**Required work:**
For every record here, output an exact copy.

### Exercise material ###

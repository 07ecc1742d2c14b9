//! Internal JSON API exposing the admission primitives to other services.

use axum::{
    extract::State,
    response::{IntoResponse, Response},
    Json,
};
use serde_json::Value;
use std::time::Instant;

use crate::{
    error::{insert_rate_limit_headers, rate_limited_response, AppError, AppResult},
    middleware::LimitCategory,
    security::{sanitize, suspicious_fields},
    state::AppState,
    types::{CsrfValidateRequest, CsrfValidateResponse, LimitCheckRequest, LimitCheckResponse, ScreenResponse},
};

/// Runs one admission check for `identifier` under `category` (default `general`).
pub async fn check_limit(State(state): State<AppState>, Json(req): Json<LimitCheckRequest>) -> AppResult<Response> {
    if req.identifier.trim().is_empty() {
        return Err(AppError::ValidationError {
            field: "identifier".to_string(),
            message: "Identifier must not be empty".to_string(),
        });
    }
    let category = match req.category.as_deref() {
        None => LimitCategory::General,
        Some(raw) => raw
            .parse::<LimitCategory>()
            .map_err(|message| AppError::ValidationError { field: "category".to_string(), message })?,
    };

    let limiter = state.rate_limiters.limiter(category);
    let now = Instant::now();
    let decision = limiter.check_limit_at(&req.identifier, now);
    let retry_after = decision.retry_after(now);

    if !decision.allowed {
        state.metrics.inc_rate_limited();
        tracing::info!(identifier = %req.identifier, %category, "Admission denied");
        return Ok(rate_limited_response(&limiter.policy().message, decision.limit, 0, retry_after));
    }
    state.metrics.inc_admitted();

    let body = LimitCheckResponse {
        allowed: true,
        category,
        limit: decision.limit,
        remaining: decision.remaining,
        reset_at: decision.reset_at_utc(now).to_rfc3339(),
        retry_after,
    };
    let mut res = Json(body).into_response();
    insert_rate_limit_headers(res.headers_mut(), decision.limit, decision.remaining, retry_after);
    Ok(res)
}

pub async fn validate_csrf(
    State(state): State<AppState>,
    Json(req): Json<CsrfValidateRequest>,
) -> Json<CsrfValidateResponse> {
    let valid = state.csrf.validate_token(&req.session_id, &req.token);
    if !valid {
        state.metrics.inc_csrf_rejections();
    }
    Json(CsrfValidateResponse { valid })
}

/// Sanitizes an arbitrary JSON document and reports fields that look like SQL injection.
pub async fn screen(State(state): State<AppState>, Json(raw): Json<Value>) -> impl IntoResponse {
    let fields = suspicious_fields(&raw);
    if !fields.is_empty() {
        state.metrics.inc_sql_injection_flags();
    }
    Json(ScreenResponse {
        sanitized: sanitize(raw),
        sql_injection_suspected: !fields.is_empty(),
        suspicious_fields: fields,
    })
}
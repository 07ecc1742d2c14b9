use crate::{metrics::MetricsSnapshot, state::AppState};
use axum::{
    extract::State,
    http::{header, StatusCode},
    response::IntoResponse,
    Json,
};

// Health check endpoint - lightweight, exempt from rate limiting
pub async fn health() -> impl IntoResponse {
    (StatusCode::OK, "ok")
}

/// Counters plus the current size of the CSRF and rate-limit stores.
fn snapshot(state: &AppState) -> MetricsSnapshot {
    let mut snapshot = state.metrics.get_snapshot();
    snapshot.csrf_sessions = state.csrf.session_count() as u64;
    snapshot.rate_limit_keys = state.rate_limiters.tracked_keys() as u64;
    snapshot
}

// Metrics endpoint: returns JSON snapshot
pub async fn metrics(State(state): State<AppState>) -> impl IntoResponse {
    Json(snapshot(&state))
}

// Prometheus-compatible text exposition format
pub async fn metrics_prometheus(State(state): State<AppState>) -> impl IntoResponse {
    let m = snapshot(&state);
    let body = format!(
        "# HELP admission_requests_admitted Requests admitted by the rate limiter\n# TYPE admission_requests_admitted counter\nadmission_requests_admitted {}\n\
# HELP admission_requests_rate_limited Requests denied by the rate limiter\n# TYPE admission_requests_rate_limited counter\nadmission_requests_rate_limited {}\n\
# HELP admission_csrf_tokens_issued CSRF tokens issued\n# TYPE admission_csrf_tokens_issued counter\nadmission_csrf_tokens_issued {}\n\
# HELP admission_csrf_rejections Requests rejected for CSRF\n# TYPE admission_csrf_rejections counter\nadmission_csrf_rejections {}\n\
# HELP admission_sql_injection_flags Inputs flagged as suspected SQL injection\n# TYPE admission_sql_injection_flags counter\nadmission_sql_injection_flags {}\n\
# HELP admission_requests_rejected Requests rejected by screening\n# TYPE admission_requests_rejected counter\nadmission_requests_rejected {}\n\
# HELP admission_uptime_seconds Uptime seconds\n# TYPE admission_uptime_seconds gauge\nadmission_uptime_seconds {}\n\
# HELP admission_csrf_sessions Sessions holding a CSRF token\n# TYPE admission_csrf_sessions gauge\nadmission_csrf_sessions {}\n\
# HELP admission_rate_limit_keys Live rate-limit keys\n# TYPE admission_rate_limit_keys gauge\nadmission_rate_limit_keys {}\n",
        m.requests_admitted,
        m.requests_rate_limited,
        m.csrf_tokens_issued,
        m.csrf_rejections,
        m.sql_injection_flags,
        m.requests_rejected,
        m.uptime_seconds,
        m.csrf_sessions,
        m.rate_limit_keys,
    );
    ([(header::CONTENT_TYPE, "text/plain; version=0.0.4")], body)
}

// Version/Build info endpoint (JSON)
pub async fn version() -> impl IntoResponse {
    let body = serde_json::json!({
        "name": env!("CARGO_PKG_NAME"),
        "version": env!("CARGO_PKG_VERSION"),
        "package": {
            "description": env!("CARGO_PKG_DESCRIPTION"),
            "license": env!("CARGO_PKG_LICENSE"),
        },
        "build": {
            "profile": if cfg!(debug_assertions) { "debug" } else { "release" },
            "os": std::env::consts::OS,
            "arch": std::env::consts::ARCH,
        }
    });
    (StatusCode::OK, Json(body))
}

###

**Solution to this exercise:**
repository 07ecc1742d2c14b9
//! Internal JSON API exposing the admission primitives to other services.

use axum::{
    extract::State,
    response::{IntoResponse, Response},
    Json,
};
use serde_json::Value;
use std::time::Instant;

use crate::{
    error::{insert_rate_limit_headers, rate_limited_response, AppError, AppResult},
    middleware::LimitCategory,
    security::{sanitize, suspicious_fields},
    state::AppState,
    types::{CsrfValidateRequest, CsrfValidateResponse, LimitCheckRequest, LimitCheckResponse, ScreenResponse},
};

/// Runs one admission check for `identifier` under `category` (default `general`).
pub async fn check_limit(State(state): State<AppState>, Json(req): Json<LimitCheckRequest>) -> AppResult<Response> {
    if req.identifier.trim().is_empty() {
        return Err(AppError::ValidationError {
            field: "identifier".to_string(),
            message: "Identifier must not be empty".to_string(),
        });
    }
    let category = match req.category.as_deref() {
        None => LimitCategory::General,
        Some(raw) => raw
            .parse::<LimitCategory>()
            .map_err(|message| AppError::ValidationError { field: "category".to_string(), message })?,
    };

    let limiter = state.rate_limiters.limiter(category);
    let now = Instant::now();
    let decision = limiter.check_limit_at(&req.identifier, now);
    let retry_after = decision.retry_after(now);

    if !decision.allowed {
        state.metrics.inc_rate_limited();
        tracing::info!(identifier = %req.identifier, %category, "Admission denied");
        return Ok(rate_limited_response(&limiter.policy().message, decision.limit, 0, retry_after));
    }
    state.metrics.inc_admitted();

    let body = LimitCheckResponse {
        allowed: true,
        category,
        limit: decision.limit,
        remaining: decision.remaining,
        reset_at: decision.reset_at_utc(now).to_rfc3339(),
        retry_after,
    };
    let mut res = Json(body).into_response();
    insert_rate_limit_headers(res.headers_mut(), decision.limit, decision.remaining, retry_after);
    Ok(res)
}

pub async fn validate_csrf(
    State(state): State<AppState>,
    Json(req): Json<CsrfValidateRequest>,
) -> Json<CsrfValidateResponse> {
    let valid = state.csrf.validate_token(&req.session_id, &req.token);
    if !valid {
        state.metrics.inc_csrf_rejections();
    }
    Json(CsrfValidateResponse { valid })
}

/// Sanitizes an arbitrary JSON document and reports fields that look like SQL injection.
pub async fn screen(State(state): State<AppState>, Json(raw): Json<Value>) -> impl IntoResponse {
    let fields = suspicious_fields(&raw);
    if !fields.is_empty() {
        state.metrics.inc_sql_injection_flags();
    }
    Json(ScreenResponse {
        sanitized: sanitize(raw),
        sql_injection_suspected: !fields.is_empty(),
        suspicious_fields: fields,
    })
}
repository 07ecc1742d2c14b9
use crate::{metrics::MetricsSnapshot, state::AppState};
use axum::{
    extract::State,
    http::{header, StatusCode},
    response::IntoResponse,
    Json,
};

// Health check endpoint - lightweight, exempt from rate limiting
pub async fn health() -> impl IntoResponse {
    (StatusCode::OK, "ok")
}

/// Counters plus the current size of the CSRF and rate-limit stores.
fn snapshot(state: &AppState) -> MetricsSnapshot {
    let mut snapshot = state.metrics.get_snapshot();
    snapshot.csrf_sessions = state.csrf.session_count() as u64;
    snapshot.rate_limit_keys = state.rate_limiters.tracked_keys() as u64;
    snapshot
}

// Metrics endpoint: returns JSON snapshot
pub async fn metrics(State(state): State<AppState>) -> impl IntoResponse {
    Json(snapshot(&state))
}

// Prometheus-compatible text exposition format
pub async fn metrics_prometheus(State(state): State<AppState>) -> impl IntoResponse {
    let m = snapshot(&state);
    let body = format!(
        "# HELP admission_requests_admitted Requests admitted by the rate limiter\n# TYPE admission_requests_admitted counter\nadmission_requests_admitted {}\n\
# HELP admission_requests_rate_limited Requests denied by the rate limiter\n# TYPE admission_requests_rate_limited counter\nadmission_requests_rate_limited {}\n\
# HELP admission_csrf_tokens_issued CSRF tokens issued\n# TYPE admission_csrf_tokens_issued counter\nadmission_csrf_tokens_issued {}\n\
# HELP admission_csrf_rejections Requests rejected for CSRF\n# TYPE admission_csrf_rejections counter\nadmission_csrf_rejections {}\n\
# HELP admission_sql_injection_flags Inputs flagged as suspected SQL injection\n# TYPE admission_sql_injection_flags counter\nadmission_sql_injection_flags {}\n\
# HELP admission_requests_rejected Requests rejected by screening\n# TYPE admission_requests_rejected counter\nadmission_requests_rejected {}\n\
# HELP admission_uptime_seconds Uptime seconds\n# TYPE admission_uptime_seconds gauge\nadmission_uptime_seconds {}\n\
# HELP admission_csrf_sessions Sessions holding a CSRF token\n# TYPE admission_csrf_sessions gauge\nadmission_csrf_sessions {}\n\
# HELP admission_rate_limit_keys Live rate-limit keys\n# TYPE admission_rate_limit_keys gauge\nadmission_rate_limit_keys {}\n",
        m.requests_admitted,
        m.requests_rate_limited,
        m.csrf_tokens_issued,
        m.csrf_rejections,
        m.sql_injection_flags,
        m.requests_rejected,
        m.uptime_seconds,
        m.csrf_sessions,
        m.rate_limit_keys,
    );
    ([(header::CONTENT_TYPE, "text/plain; version=0.0.4")], body)
}

// Version/Build info endpoint (JSON)
pub async fn version() -> impl IntoResponse {
    let body = serde_json::json!({
        "name": env!("CARGO_PKG_NAME"),
        "version": env!("CARGO_PKG_VERSION"),
        "package": {
            "description": env!("CARGO_PKG_DESCRIPTION"),
            "license": env!("CARGO_PKG_LICENSE"),
        },
        "build": {
            "profile": if cfg!(debug_assertions) { "debug" } else { "release" },
            "os": std::env::consts::OS,
            "arch": std::env::consts::ARCH,
        }
    });
    (StatusCode::OK, Json(body))
}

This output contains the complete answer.